The answer is provided by computer scientist Subrata Dasgupta, Bose’s modern biographer who wrote of his famous presentation at the Royal Institution in London in 1897: “For the Royal Institution, the lecture was perhaps, just one more entry in its record books. For science the occasion was yet another addition to its vast corpus...For India, it was a moment of profound history. Western science, the science of Galileo and Newton, had finally taken root in India among Indians and on that January evening in 1897, the West tacitly acknowledged that fact.”
Dasgupta claims that Bose’s three articles in The Electrician in December 1895 were the first scientific papers published by an Indian. If that is indeed true and if a scientist can be defined as someone who publishes original research in mainstream scientific journals, JC Bose was India’s first modern scientist.

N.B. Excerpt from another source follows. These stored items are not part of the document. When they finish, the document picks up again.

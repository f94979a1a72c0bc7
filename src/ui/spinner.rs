use indicatif::{ProgressBar, ProgressDrawTarget, ProgressStyle};
use std::time::Duration;

use super::GlyphStyle;

/// Redraw cadence of the spinner.
pub const TICK_INTERVAL: Duration = Duration::from_millis(200);

/// A terminal spinner for indicating progress while a blocking call runs.
///
/// Rendering happens on indicatif's steady-tick thread. [`Spinner::stop`]
/// consumes the spinner, so it can be stopped at most once, and it joins the
/// tick thread before returning. Automatically clears itself when dropped.
pub struct Spinner {
    progress_bar: ProgressBar,
}

impl Spinner {
    /// Creates and starts a new spinner drawing to stderr.
    pub fn new(message: &str, style: GlyphStyle) -> Self {
        Self::start(ProgressBar::new_spinner(), message, style)
    }

    /// Creates a spinner that ticks but never draws.
    pub fn hidden(message: &str, style: GlyphStyle) -> Self {
        Self::start(
            ProgressBar::with_draw_target(None, ProgressDrawTarget::hidden()),
            message,
            style,
        )
    }

    #[allow(clippy::unwrap_used)]
    fn start(progress_bar: ProgressBar, message: &str, style: GlyphStyle) -> Self {
        // indicatif shows the last tick string once finished
        let mut ticks: Vec<&str> = style.glyphs().to_vec();
        ticks.push(" ");

        // unwrap is safe: template string is a compile-time constant
        progress_bar.set_style(
            ProgressStyle::default_spinner()
                .tick_strings(&ticks)
                .template("{msg:.yellow} {spinner}")
                .unwrap(),
        );
        progress_bar.set_message(message.to_string());
        progress_bar.enable_steady_tick(TICK_INTERVAL);

        Self { progress_bar }
    }

    /// Returns `true` until the spinner has been stopped.
    pub fn is_active(&self) -> bool {
        !self.progress_bar.is_finished()
    }

    /// Stops the spinner, clears its line and prints `final_message` if given.
    pub fn stop(self, final_message: Option<&str>) {
        self.halt();
        if let Some(message) = final_message {
            println!("{message}");
        }
    }

    fn halt(&self) {
        // Joins the tick thread, so nothing renders after this returns.
        self.progress_bar.disable_steady_tick();
        self.progress_bar.finish_and_clear();
    }
}

impl Drop for Spinner {
    fn drop(&mut self) {
        self.halt();
    }
}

Born in Mymensingh in present-day Bangladesh and appointed the first Indian professor of Physics at Presidency College in 1885, Bose is most often known as the person from whom Guglielmo Marconi stole the radio, making for a loss of both commercial advantage and national prestige.

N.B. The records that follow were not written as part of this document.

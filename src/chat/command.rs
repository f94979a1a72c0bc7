use inquire::autocompletion::{Autocomplete, Replacement};

// Built-in commands: (command, description)
pub const COMMANDS: &[(&str, &str)] = &[
    ("exit", "Quit mygpt"),
    ("help", "Show available commands"),
    ("models", "List installed Ollama models"),
    ("setmodel", "Switch model: setmodel <name>"),
    ("testmodel", "Run a speed test on the current model"),
];

/// Built-in command autocompleter
#[derive(Clone, Default)]
pub struct CommandCompleter;

impl Autocomplete for CommandCompleter {
    fn get_suggestions(&mut self, input: &str) -> Result<Vec<String>, inquire::CustomUserError> {
        let input = input.to_lowercase();
        if input.is_empty() || input.contains(char::is_whitespace) {
            return Ok(vec![]);
        }

        let suggestions: Vec<String> = COMMANDS
            .iter()
            .filter(|(cmd, _)| cmd.starts_with(&input))
            .map(|(cmd, desc)| format!("{cmd}  {desc}"))
            .collect();

        Ok(suggestions)
    }

    fn get_completion(
        &mut self,
        _input: &str,
        highlighted_suggestion: Option<String>,
    ) -> Result<Replacement, inquire::CustomUserError> {
        let replacement =
            highlighted_suggestion.map(|s| s.split_whitespace().next().unwrap_or("").to_string());
        Ok(replacement)
    }
}

/// Built-in commands
#[derive(Debug, Clone, PartialEq, Eq)]
pub enum Command {
    Exit,
    Help,
    Models,
    /// `setmodel` with the requested name, if one was given.
    SetModel(Option<String>),
    TestModel,
}

/// Input types
#[derive(Debug, PartialEq, Eq)]
pub enum Input {
    Prompt(String),
    Command(Command),
    Empty,
}

/// Classifies a line typed at the prompt.
///
/// Command words match case-insensitively; a `setmodel` argument keeps its case.
pub fn parse_input(input: &str) -> Input {
    let input = input.trim();

    if input.is_empty() {
        return Input::Empty;
    }

    match input.to_lowercase().as_str() {
        "exit" => return Input::Command(Command::Exit),
        "help" => return Input::Command(Command::Help),
        "models" => return Input::Command(Command::Models),
        "testmodel" => return Input::Command(Command::TestModel),
        "setmodel" => return Input::Command(Command::SetModel(None)),
        _ => {}
    }

    parse_setmodel(input).map_or_else(|| Input::Prompt(input.to_string()), Input::Command)
}

fn parse_setmodel(input: &str) -> Option<Command> {
    const KEYWORD: &str = "setmodel";

    let keyword = input.get(..KEYWORD.len())?;
    let rest = &input[KEYWORD.len()..];
    if !keyword.eq_ignore_ascii_case(KEYWORD) || !rest.starts_with(char::is_whitespace) {
        return None;
    }

    let name = rest.trim();
    Some(Command::SetModel(
        (!name.is_empty()).then(|| name.to_string()),
    ))
}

Electromagnetic waves had been discovered by the German Heinrich Hertz in the 1880s. When at the age of 36 in 1894, Bose (for seemingly no apparent reason) decided to pursue research, the study of the properties of electromagnetic waves was a cutting-edge area of physics and electrical science, though as Dasgupta notes, the early dividends that “guaranteed immortality” had already been reaped by Hertz.
Building instruments to miniaturise the waves (then having a wavelength measured in metres) and studying them became a key quest. Bose became something of a legendary designer of instruments.

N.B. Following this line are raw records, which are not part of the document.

#![allow(clippy::unwrap_used)]
//! Config priority contract tests.
//!
//! These tests verify that CLI options take priority over config file settings.
//! Priority order (highest to lowest):
//! 1. CLI arguments
//! 2. Config file defaults
//! 3. Built-in defaults

use std::path::PathBuf;

use mygpt::config::{
    BenchmarkConfig, ConfigFile, GeneralConfig, ResolveOptions, resolve_config,
};
use mygpt::ui::GlyphStyle;

fn make_config_with_defaults() -> ConfigFile {
    ConfigFile {
        mygpt: GeneralConfig {
            model: Some("config_model".to_string()),
            style: Some(GlyphStyle::Star),
            endpoint: Some("http://config.local:11434".to_string()),
        },
        benchmark: BenchmarkConfig {
            prompt: Some("config prompt".to_string()),
            iterations: Some(9),
            output: Some(PathBuf::from("config.svg")),
        },
    }
}

#[test]
fn test_cli_model_overrides_config_model() {
    let options = ResolveOptions {
        model: Some("cli_model".to_string()),
        ..ResolveOptions::default()
    };

    let resolved = resolve_config(&options, &make_config_with_defaults()).unwrap();

    assert_eq!(resolved.model, "cli_model");
    assert_eq!(resolved.style, GlyphStyle::Star);
}

#[test]
fn test_cli_style_overrides_config_style() {
    let options = ResolveOptions {
        style: Some(GlyphStyle::Arrow),
        ..ResolveOptions::default()
    };

    let resolved = resolve_config(&options, &make_config_with_defaults()).unwrap();

    assert_eq!(resolved.style, GlyphStyle::Arrow);
    assert_eq!(resolved.model, "config_model");
}

#[test]
fn test_config_benchmark_settings_used_without_cli() {
    let resolved =
        resolve_config(&ResolveOptions::default(), &make_config_with_defaults()).unwrap();

    assert_eq!(resolved.benchmark.prompt, "config prompt");
    assert_eq!(resolved.benchmark.iterations, 9);
    assert_eq!(resolved.benchmark.chart_path, PathBuf::from("config.svg"));
}

#[test]
fn test_cli_benchmark_settings_override_config() {
    let options = ResolveOptions {
        prompt: Some("cli prompt".to_string()),
        iterations: Some(2),
        output: Some(PathBuf::from("cli.svg")),
        ..ResolveOptions::default()
    };

    let resolved = resolve_config(&options, &make_config_with_defaults()).unwrap();

    assert_eq!(resolved.benchmark.prompt, "cli prompt");
    assert_eq!(resolved.benchmark.iterations, 2);
    assert_eq!(resolved.benchmark.chart_path, PathBuf::from("cli.svg"));
}

#[test]
fn test_cli_endpoint_overrides_config_endpoint() {
    let options = ResolveOptions {
        endpoint: Some("http://cli.local:11434".to_string()),
        ..ResolveOptions::default()
    };

    let resolved = resolve_config(&options, &make_config_with_defaults()).unwrap();

    assert_eq!(resolved.endpoint, "http://cli.local:11434");
}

In 1898, Margaret Noble, who had just been ordained into the Order of Ramakrishna as Sister Nivedita, became Bose’s admirer and effective editorial assistant. In a letter to Rabindranath Tagore in 1903, she spoke of Bose having anticipated Marconi by two years, which according to Dasgupta, was the key to what he calls the Boseian myth.
Bose had indeed provided “proof of concept” of sorts in the presence of the Lt Governor of Bengal at the Calcutta Town Hall in 1895, dramatically causing a bell to ring, a pistol to fire and a small amount of gunpowder to explode using electromagnetic waves that passed through three walls. But as Dasgupta notes, such proof had already been provided by the British physicist Oliver Lodge the previous year. While Bose had improved upon Lodge’s work by obtaining wavelengths smaller than 5 mm, the study of waves (rather than radio telegraphy) was both Bose and Lodge’s objective.
While the exciting and complex historiography of radio today would consider the statement “Marconi invented the radio” deeply problematic, in that still-evolving story, Bose is merely a somewhat important figure among many who worked with electromagnetic waves. As he wrote to Tagore, a radio telegraphy company had wired him requesting that he stop publishing papers until they could cut a patenting deal with him.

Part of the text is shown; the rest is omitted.